Saved data entries
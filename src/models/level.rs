//! Generic Level server model.

use std::sync::Arc;

use crate::models::registry::Publication;

/// Invoked with the new level whenever it changes, from a network set or
/// the local API. Called without registry locks held.
pub type LevelChanged = Arc<dyn Fn(i16) + Send + Sync>;

/// Configuration for one Generic Level server instance.
#[derive(Clone)]
pub struct LevelConfig {
    pub initial: i16,
    /// Allocate a publication context so status updates can be published.
    pub publish: bool,
    pub on_change: Option<LevelChanged>,
}

impl LevelConfig {
    pub fn new(initial: i16) -> Self {
        Self { initial, publish: true, on_change: None }
    }

    pub fn on_change(mut self, f: impl Fn(i16) + Send + Sync + 'static) -> Self {
        self.on_change = Some(Arc::new(f));
        self
    }

    pub fn with_publication(mut self, enabled: bool) -> Self {
        self.publish = enabled;
        self
    }
}

impl Default for LevelConfig {
    fn default() -> Self {
        Self::new(0)
    }
}

/// Runtime state for one Level entry.
pub(crate) struct LevelState {
    pub(crate) value: i16,
    pub(crate) on_change: Option<LevelChanged>,
    pub(crate) publication: Publication,
}

impl LevelState {
    pub(crate) fn new(config: LevelConfig) -> Self {
        Self {
            value: config.initial,
            on_change: config.on_change,
            publication: Publication::new(config.publish),
        }
    }
}

/// Generic Level Status payload: the present level, little-endian.
pub fn encode_status(level: i16) -> [u8; 2] {
    level.to_le_bytes()
}
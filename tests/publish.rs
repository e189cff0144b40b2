//! Publishing: wire payloads, addressing, and the publish-address
//! precondition.

mod common;

use common::*;
use meshnode::stack::Opcode;
use meshnode::{
    BatteryConfig, LevelConfig, MeshError, ModelConfig, ModelKind, OnOffConfig, SensorConfig,
    SensorSpec, VendorConfig,
};

#[tokio::test]
async fn publish_without_an_address_keeps_the_value_and_sends_nothing() {
    let (node, stack) = node_with(vec![ModelConfig::OnOff(OnOffConfig::new(false))]).await;
    provision(&node);

    let err = node.set_onoff(0, true, true).await.unwrap_err();
    assert!(matches!(err, MeshError::PublicationNotConfigured));
    assert_eq!(stack.sent_count(), 0);
    // The local set already happened; only the transmission was skipped.
    assert!(node.onoff(0).unwrap());
}

#[tokio::test]
async fn onoff_status_is_one_byte_to_the_publish_address() {
    let (node, stack) = node_with(vec![ModelConfig::OnOff(OnOffConfig::new(false))]).await;
    provision(&node);
    set_publish_addr(&node, ModelKind::OnOff, 0, GROUP);

    node.publish_onoff(0, true).await.unwrap();

    let sent = stack.last_sent().unwrap();
    assert_eq!(sent.opcode, Opcode::GEN_ONOFF_STATUS);
    assert_eq!(sent.payload, vec![0x01]);
    assert_eq!(sent.model, node.find(ModelKind::OnOff, 0).unwrap());
    assert_eq!(sent.ctx.addr, GROUP);
    assert_eq!(sent.ctx.net_idx, 0);
    assert_eq!(sent.ctx.app_idx, 0);
    assert_eq!(sent.ctx.send_ttl, 7);
    assert!(!sent.ctx.send_rel);
    // Publishing a value also makes it the local state.
    assert!(node.onoff(0).unwrap());
}

#[tokio::test]
async fn level_status_is_little_endian() {
    let (node, stack) = node_with(vec![ModelConfig::Level(LevelConfig::new(0))]).await;
    provision(&node);
    set_publish_addr(&node, ModelKind::Level, 0, GROUP);

    node.publish_level(0, -1000).await.unwrap();

    let sent = stack.last_sent().unwrap();
    assert_eq!(sent.opcode, Opcode::GEN_LEVEL_STATUS);
    assert_eq!(sent.payload, (-1000i16).to_le_bytes().to_vec());
    assert_eq!(node.level(0).unwrap(), -1000);
}

#[tokio::test]
async fn battery_status_reads_fresh_and_marks_times_unknown() {
    let (node, stack) = node_with(vec![ModelConfig::Battery(
        BatteryConfig::new().with_reader(|| Ok(87)),
    )])
    .await;
    provision(&node);
    set_publish_addr(&node, ModelKind::Battery, 0, GROUP);

    node.publish_battery(0).await.unwrap();

    let sent = stack.last_sent().unwrap();
    assert_eq!(sent.opcode, Opcode::GEN_BATTERY_STATUS);
    assert_eq!(sent.payload, vec![87, 0xFF, 0xFF, 0xFF, 0xFF, 0xFF, 0xFF, 0x00]);
    assert_eq!(node.battery(0).unwrap(), 87);
}

#[tokio::test]
async fn battery_status_without_reader_uses_the_set_level() {
    let (node, stack) = node_with(vec![ModelConfig::Battery(BatteryConfig::new())]).await;
    provision(&node);
    set_publish_addr(&node, ModelKind::Battery, 0, GROUP);

    node.set_battery(0, 30).unwrap();
    node.publish_battery(0).await.unwrap();

    assert_eq!(stack.last_sent().unwrap().payload[0], 30);
}

#[tokio::test]
async fn sensor_status_is_marshalled_format_b() {
    let (node, stack) = node_with(vec![ModelConfig::Sensor(SensorConfig::new(vec![
        SensorSpec::new(0x5001, |_| Ok(80)),
    ]))])
    .await;
    provision(&node);
    set_publish_addr(&node, ModelKind::Sensor, 0, GROUP);

    node.publish_sensor(0, 0x5001).await.unwrap();

    let sent = stack.last_sent().unwrap();
    assert_eq!(sent.opcode, Opcode::SENSOR_STATUS);
    assert_eq!(sent.payload, vec![0x09, 0x01, 0x50, 0x50, 0x00, 0x00, 0x00]);
}

#[tokio::test]
async fn sensor_publish_rejects_unknown_properties() {
    let (node, stack) = node_with(vec![ModelConfig::Sensor(SensorConfig::new(vec![
        SensorSpec::new(0x004F, |_| Ok(0)),
    ]))])
    .await;
    provision(&node);
    set_publish_addr(&node, ModelKind::Sensor, 0, GROUP);

    let err = node.publish_sensor(0, 0x9999).await.unwrap_err();
    assert!(matches!(err, MeshError::SensorNotFound { property_id: 0x9999 }));
    assert_eq!(stack.sent_count(), 0);
}

#[tokio::test]
async fn sensor_callback_failure_aborts_the_publish() {
    let (node, stack) = node_with(vec![ModelConfig::Sensor(SensorConfig::new(vec![
        SensorSpec::new(0x004F, |_| Err(MeshError::InvalidState("i2c bus stuck"))),
    ]))])
    .await;
    provision(&node);
    set_publish_addr(&node, ModelKind::Sensor, 0, GROUP);

    let err = node.publish_sensor(0, 0x004F).await.unwrap_err();
    assert!(matches!(err, MeshError::InvalidState(_)));
    assert_eq!(stack.sent_count(), 0);
}

#[tokio::test]
async fn set_with_publish_sends_one_status() {
    let (node, stack) = node_with(vec![ModelConfig::OnOff(OnOffConfig::new(false))]).await;
    provision(&node);
    set_publish_addr(&node, ModelKind::OnOff, 0, GROUP);

    node.set_onoff(0, true, true).await.unwrap();

    assert_eq!(stack.sent_count(), 1);
    assert_eq!(stack.last_sent().unwrap().opcode, Opcode::GEN_ONOFF_STATUS);
}

#[tokio::test]
async fn transport_failure_surfaces_but_state_sticks() {
    let (node, stack) = node_with(vec![ModelConfig::Level(LevelConfig::new(0))]).await;
    provision(&node);
    set_publish_addr(&node, ModelKind::Level, 0, GROUP);
    stack.fail_sends();

    let err = node.set_level(0, 500, true).await.unwrap_err();
    assert!(matches!(err, MeshError::Stack(_)));
    // The local set already happened; only the transmission failed.
    assert_eq!(node.level(0).unwrap(), 500);
}

#[tokio::test]
async fn vendor_send_targets_an_explicit_address() {
    let (node, stack) = node_with(vec![ModelConfig::Vendor(
        VendorConfig::new(0x0001, 0x0001).with_opcode(Opcode::vendor(0xC0, 0x0001)),
    )])
    .await;
    provision(&node);

    let payload = [0x10, 0x27, 0x05, 0xFB, 0x32, 0x01, 0xFF, 0x00];
    node.send_vendor(0, Opcode::vendor(0xC0, 0x0001), &payload, 0x0001).await.unwrap();

    let sent = stack.last_sent().unwrap();
    assert_eq!(sent.opcode.raw(), 0x00C0_0001);
    assert_eq!(sent.payload, payload.to_vec());
    assert_eq!(sent.ctx.addr, 0x0001);
    assert_eq!(sent.model, node.find(ModelKind::Vendor, 0).unwrap());
}

#[tokio::test]
async fn vendor_publish_uses_the_configured_address() {
    let (node, stack) = node_with(vec![ModelConfig::Vendor(
        VendorConfig::new(0x0001, 0x0001).with_opcode(Opcode::vendor(0xC1, 0x0001)),
    )])
    .await;
    provision(&node);

    let err = node.publish_vendor(0, Opcode::vendor(0xC1, 0x0001), &[0x01]).await.unwrap_err();
    assert!(matches!(err, MeshError::PublicationNotConfigured));

    set_publish_addr(&node, ModelKind::Vendor, 0, GROUP);
    node.publish_vendor(0, Opcode::vendor(0xC1, 0x0001), &[0x01]).await.unwrap();

    let sent = stack.last_sent().unwrap();
    assert_eq!(sent.ctx.addr, GROUP);
    assert_eq!(sent.payload, vec![0x01]);
}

# Problem to work on:
Copy only this part of the entries above: the line with "Level server model.", the line with "#[derive(Clone)]", and the lines between, all exactly as written.

# Completed exercise:
//! Generic Level server model.

use std::sync::Arc;

use crate::models::registry::Publication;

/// Invoked with the new level whenever it changes, from a network set or
/// the local API. Called without registry locks held.
pub type LevelChanged = Arc<dyn Fn(i16) + Send + Sync>;

/// Configuration for one Generic Level server instance.
#[derive(Clone)]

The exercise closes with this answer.